Existential depression
Existential Depression In Gifted Individuals
Overview
Gifted Individuals lucky enough to find a place to use their giftedness and relationships in which to share it, may still have difficulty accepting the depth and breadth of their giftedness. An inborn exceptional endowment that permits success that far exceeds their normally endowed peers can lead to a sense of guilt and shame – not one of pride and self-esteem. The ongoing struggle to accept the reality of being gifted is often accompanied by feelings of alienation, isolation, disillusionment, detachment, dissociation, and a conviction that life has lost its meaning. At times, these symptoms of Existential Distress can cause feelings of intense sadness, fatigue, sleep difficulties, loss of appetite, agitation, low motivation difficulty concentrating, indecisiveness, and hopelessness. These are the symptoms and signs of an Existential Depression.
A comprehensive assessment can discover the specific reason why Existential Distress has become an Existential Depression. This points the way to a focused treatment.

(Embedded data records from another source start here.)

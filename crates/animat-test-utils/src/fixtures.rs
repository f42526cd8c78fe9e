//! Ready-made multi-body models.

use animat_core::convention::{BodyPlan, body_link_name, leg_link_name};
use animat_core::types::Side;
use animat_physics::link::{Geometry, Link};
use animat_physics::model::MultiBodyModel;
use bevy::math::Vec3;

/// Base `base_link` plus `n` spheres `link_0 .. link_{n-1}` chained in order.
pub fn serial_chain(n: usize) -> MultiBodyModel {
    let mut model = MultiBodyModel::new(
        "chain",
        Link::new("base_link", Geometry::Sphere { radius: 0.05 }),
    );
    for i in 0..n {
        let parent = if i == 0 {
            "base_link".to_owned()
        } else {
            format!("link_{}", i - 1)
        };
        model.push(
            Link::new(format!("link_{i}"), Geometry::Sphere { radius: 0.05 })
                .with_parent(parent)
                .with_position(Vec3::new(0.1, 0.0, 0.0)),
        );
    }
    model
}

/// A body plan model using the canonical names, with leg pair `i`
/// attached to body link `legs_parents[i]`.
///
/// Mixes explicit and density-derived masses: feet carry an explicit
/// mass, every other link takes its mass from its volume.
///
/// # Panics
///
/// Panics if `legs_parents` has fewer entries than `plan.n_legs`.
pub fn plan_model(plan: &BodyPlan, legs_parents: &[usize]) -> MultiBodyModel {
    assert!(legs_parents.len() >= plan.n_legs, "one parent per leg pair");
    let segment = Geometry::Capsule {
        radius: 0.02,
        height: 0.06,
    };
    let mut model = MultiBodyModel::new("animat", Link::new(body_link_name(0), segment.clone()));
    for i in 1..plan.n_body_links() {
        model.push(
            Link::new(body_link_name(i), segment.clone())
                .with_parent(body_link_name(i - 1))
                .with_position(Vec3::new(-0.1, 0.0, 0.0)),
        );
    }
    for dof in plan.leg_dofs() {
        let parent = if dof.joint == 0 {
            body_link_name(legs_parents[dof.leg])
        } else {
            leg_link_name(dof.leg, dof.side, dof.joint - 1)
        };
        let y = if dof.side == Side::Left { 0.05 } else { -0.05 };
        let mut link = Link::new(
            leg_link_name(dof.leg, dof.side, dof.joint),
            Geometry::Sphere { radius: 0.01 },
        )
        .with_parent(parent)
        .with_position(Vec3::new(0.0, y, 0.0));
        if plan.is_foot(dof) {
            link = link.with_mass(0.01);
        }
        model.push(link);
    }
    model
}

// ---------------------------------------------------------------------------
// Tests
// ---------------------------------------------------------------------------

The ultimate psychological conflict of many gifted individuals is how to accept the reality of their giftedness and use it to benefit themselves and others instead of undermining it, disavowing it, and denying it. This conflict is their core existential dilemma. Because this conflict is often unconscious – completely out of a gifted individual’s conscious awareness – the outward manifestations can be emotional volatility, self-defeating behaviors, underachievement, and inability to form a solid sense of identity. The emotional stress caused by this ongoing unresolved psychological conflict about being gifted and how to use it regardless of circumstance or relationships – is, for many gifted individuals, the underlying basic psychological pathway to Existential Depression.